▶ WHAT NEEDS TO BE DONE: Copy each line of the records that holds the string "class".

▶ SUPPLIED RECORDS:
§ §

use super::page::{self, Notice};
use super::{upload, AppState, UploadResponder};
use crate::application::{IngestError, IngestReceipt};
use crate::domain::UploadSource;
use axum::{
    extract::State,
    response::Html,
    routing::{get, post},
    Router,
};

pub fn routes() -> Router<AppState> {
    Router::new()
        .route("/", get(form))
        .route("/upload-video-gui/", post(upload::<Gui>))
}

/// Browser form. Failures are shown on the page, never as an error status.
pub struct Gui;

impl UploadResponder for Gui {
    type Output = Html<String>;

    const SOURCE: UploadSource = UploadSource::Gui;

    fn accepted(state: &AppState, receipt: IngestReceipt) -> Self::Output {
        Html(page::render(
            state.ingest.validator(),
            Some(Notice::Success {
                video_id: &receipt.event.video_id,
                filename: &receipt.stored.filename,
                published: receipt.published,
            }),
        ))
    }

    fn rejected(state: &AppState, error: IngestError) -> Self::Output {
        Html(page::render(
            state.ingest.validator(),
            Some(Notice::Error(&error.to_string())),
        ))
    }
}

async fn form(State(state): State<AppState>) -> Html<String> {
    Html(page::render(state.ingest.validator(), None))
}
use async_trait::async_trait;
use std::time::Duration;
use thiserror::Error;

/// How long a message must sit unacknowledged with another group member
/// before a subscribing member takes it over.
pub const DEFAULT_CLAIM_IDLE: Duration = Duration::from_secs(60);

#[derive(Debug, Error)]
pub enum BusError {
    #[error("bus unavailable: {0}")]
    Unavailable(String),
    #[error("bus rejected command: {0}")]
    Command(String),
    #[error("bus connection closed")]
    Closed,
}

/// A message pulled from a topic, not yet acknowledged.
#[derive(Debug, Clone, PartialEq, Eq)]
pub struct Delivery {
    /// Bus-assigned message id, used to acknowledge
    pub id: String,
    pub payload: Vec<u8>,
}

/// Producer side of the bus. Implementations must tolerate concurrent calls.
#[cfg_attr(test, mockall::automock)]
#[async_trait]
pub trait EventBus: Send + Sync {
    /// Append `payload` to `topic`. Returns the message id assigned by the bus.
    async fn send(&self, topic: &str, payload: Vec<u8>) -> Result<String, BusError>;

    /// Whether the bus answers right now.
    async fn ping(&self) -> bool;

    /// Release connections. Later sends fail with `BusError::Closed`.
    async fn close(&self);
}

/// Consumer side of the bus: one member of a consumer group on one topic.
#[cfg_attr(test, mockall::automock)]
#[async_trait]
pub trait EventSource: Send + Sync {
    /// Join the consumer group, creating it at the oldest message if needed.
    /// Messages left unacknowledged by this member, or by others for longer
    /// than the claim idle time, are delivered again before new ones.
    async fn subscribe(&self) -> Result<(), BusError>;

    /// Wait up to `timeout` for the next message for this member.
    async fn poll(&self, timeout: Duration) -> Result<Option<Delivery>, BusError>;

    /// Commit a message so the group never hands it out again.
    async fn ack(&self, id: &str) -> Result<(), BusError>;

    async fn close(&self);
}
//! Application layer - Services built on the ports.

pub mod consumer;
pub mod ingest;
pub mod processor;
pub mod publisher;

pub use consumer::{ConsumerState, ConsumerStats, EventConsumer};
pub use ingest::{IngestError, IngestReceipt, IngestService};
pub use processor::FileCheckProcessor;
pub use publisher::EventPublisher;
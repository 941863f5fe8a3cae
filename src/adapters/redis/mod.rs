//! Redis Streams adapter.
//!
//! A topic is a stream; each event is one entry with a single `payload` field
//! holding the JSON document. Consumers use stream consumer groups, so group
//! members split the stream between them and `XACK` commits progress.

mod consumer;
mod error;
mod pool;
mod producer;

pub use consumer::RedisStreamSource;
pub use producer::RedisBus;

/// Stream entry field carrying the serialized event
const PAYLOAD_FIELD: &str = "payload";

§ §

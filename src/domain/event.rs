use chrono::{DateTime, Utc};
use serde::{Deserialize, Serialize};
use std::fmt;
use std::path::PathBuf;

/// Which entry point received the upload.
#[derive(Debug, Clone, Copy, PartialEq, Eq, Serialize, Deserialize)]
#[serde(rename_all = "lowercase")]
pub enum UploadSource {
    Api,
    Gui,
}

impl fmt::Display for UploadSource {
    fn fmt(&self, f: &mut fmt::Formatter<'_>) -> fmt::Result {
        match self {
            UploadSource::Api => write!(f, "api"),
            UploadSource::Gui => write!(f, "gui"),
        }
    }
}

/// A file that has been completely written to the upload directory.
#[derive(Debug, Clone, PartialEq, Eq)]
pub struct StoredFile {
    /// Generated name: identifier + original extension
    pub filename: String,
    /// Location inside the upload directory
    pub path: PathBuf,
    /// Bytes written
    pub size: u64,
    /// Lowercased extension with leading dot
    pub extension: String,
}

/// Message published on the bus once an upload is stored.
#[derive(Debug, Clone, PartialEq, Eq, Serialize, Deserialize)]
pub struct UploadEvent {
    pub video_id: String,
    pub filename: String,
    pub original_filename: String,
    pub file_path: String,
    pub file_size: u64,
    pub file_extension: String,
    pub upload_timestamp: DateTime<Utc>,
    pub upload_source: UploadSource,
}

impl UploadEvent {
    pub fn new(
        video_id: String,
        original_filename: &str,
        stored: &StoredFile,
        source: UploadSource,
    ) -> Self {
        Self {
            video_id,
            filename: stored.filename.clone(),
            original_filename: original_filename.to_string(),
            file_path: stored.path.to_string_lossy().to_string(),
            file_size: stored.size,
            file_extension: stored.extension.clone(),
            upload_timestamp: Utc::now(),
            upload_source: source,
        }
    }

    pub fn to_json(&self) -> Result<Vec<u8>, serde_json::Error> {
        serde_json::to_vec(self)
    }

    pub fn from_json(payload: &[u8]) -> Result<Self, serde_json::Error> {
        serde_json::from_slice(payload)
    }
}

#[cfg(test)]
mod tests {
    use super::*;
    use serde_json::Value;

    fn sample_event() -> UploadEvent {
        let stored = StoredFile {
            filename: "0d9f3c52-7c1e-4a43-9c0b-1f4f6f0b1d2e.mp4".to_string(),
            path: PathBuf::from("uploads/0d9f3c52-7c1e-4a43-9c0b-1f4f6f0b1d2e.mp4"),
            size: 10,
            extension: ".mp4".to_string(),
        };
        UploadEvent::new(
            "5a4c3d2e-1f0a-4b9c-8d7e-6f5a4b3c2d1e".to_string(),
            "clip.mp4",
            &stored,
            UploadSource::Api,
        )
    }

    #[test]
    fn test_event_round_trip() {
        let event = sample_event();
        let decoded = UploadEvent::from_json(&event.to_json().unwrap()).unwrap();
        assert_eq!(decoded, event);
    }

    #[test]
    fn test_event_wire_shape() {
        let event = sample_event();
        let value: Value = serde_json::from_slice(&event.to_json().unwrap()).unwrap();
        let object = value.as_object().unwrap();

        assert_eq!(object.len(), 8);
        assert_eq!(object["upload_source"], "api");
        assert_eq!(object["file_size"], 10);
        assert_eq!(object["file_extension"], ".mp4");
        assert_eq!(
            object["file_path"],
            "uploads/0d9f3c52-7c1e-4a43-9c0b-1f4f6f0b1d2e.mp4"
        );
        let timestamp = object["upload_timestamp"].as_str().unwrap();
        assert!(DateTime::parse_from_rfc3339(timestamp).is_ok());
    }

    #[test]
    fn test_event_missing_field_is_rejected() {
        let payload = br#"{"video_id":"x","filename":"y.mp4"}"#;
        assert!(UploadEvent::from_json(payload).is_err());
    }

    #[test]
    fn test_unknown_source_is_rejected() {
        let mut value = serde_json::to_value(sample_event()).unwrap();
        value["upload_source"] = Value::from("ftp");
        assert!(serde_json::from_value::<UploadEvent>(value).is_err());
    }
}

§ §

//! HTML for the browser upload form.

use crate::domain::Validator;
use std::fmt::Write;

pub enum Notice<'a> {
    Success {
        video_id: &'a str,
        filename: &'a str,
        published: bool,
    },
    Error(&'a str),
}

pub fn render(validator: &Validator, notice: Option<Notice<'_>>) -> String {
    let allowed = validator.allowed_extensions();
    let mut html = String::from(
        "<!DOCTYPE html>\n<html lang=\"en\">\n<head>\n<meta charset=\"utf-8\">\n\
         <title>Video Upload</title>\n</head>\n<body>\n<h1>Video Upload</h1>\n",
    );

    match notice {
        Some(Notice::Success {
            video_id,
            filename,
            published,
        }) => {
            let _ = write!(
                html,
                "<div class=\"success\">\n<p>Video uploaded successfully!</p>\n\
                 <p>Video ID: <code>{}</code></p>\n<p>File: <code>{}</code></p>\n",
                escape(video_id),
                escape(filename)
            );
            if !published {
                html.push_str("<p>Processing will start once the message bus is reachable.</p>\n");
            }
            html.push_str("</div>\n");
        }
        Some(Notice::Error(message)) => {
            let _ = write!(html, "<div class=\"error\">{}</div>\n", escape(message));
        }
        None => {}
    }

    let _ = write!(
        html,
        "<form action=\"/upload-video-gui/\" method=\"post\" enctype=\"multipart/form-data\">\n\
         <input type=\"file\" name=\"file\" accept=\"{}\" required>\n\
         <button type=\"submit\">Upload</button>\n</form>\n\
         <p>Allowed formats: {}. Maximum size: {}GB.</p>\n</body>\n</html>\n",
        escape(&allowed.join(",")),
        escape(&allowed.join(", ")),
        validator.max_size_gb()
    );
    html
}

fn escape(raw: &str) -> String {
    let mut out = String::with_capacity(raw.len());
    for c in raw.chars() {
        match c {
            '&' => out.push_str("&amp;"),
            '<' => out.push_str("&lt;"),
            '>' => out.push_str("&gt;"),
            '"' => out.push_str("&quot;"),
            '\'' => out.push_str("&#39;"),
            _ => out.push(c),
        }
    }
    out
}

§ §

▶ RESPONSE TO THIS TASK:
                "<div class=\"success\">\n<p>Video uploaded successfully!</p>\n\
            let _ = write!(html, "<div class=\"error\">{}</div>\n", escape(message));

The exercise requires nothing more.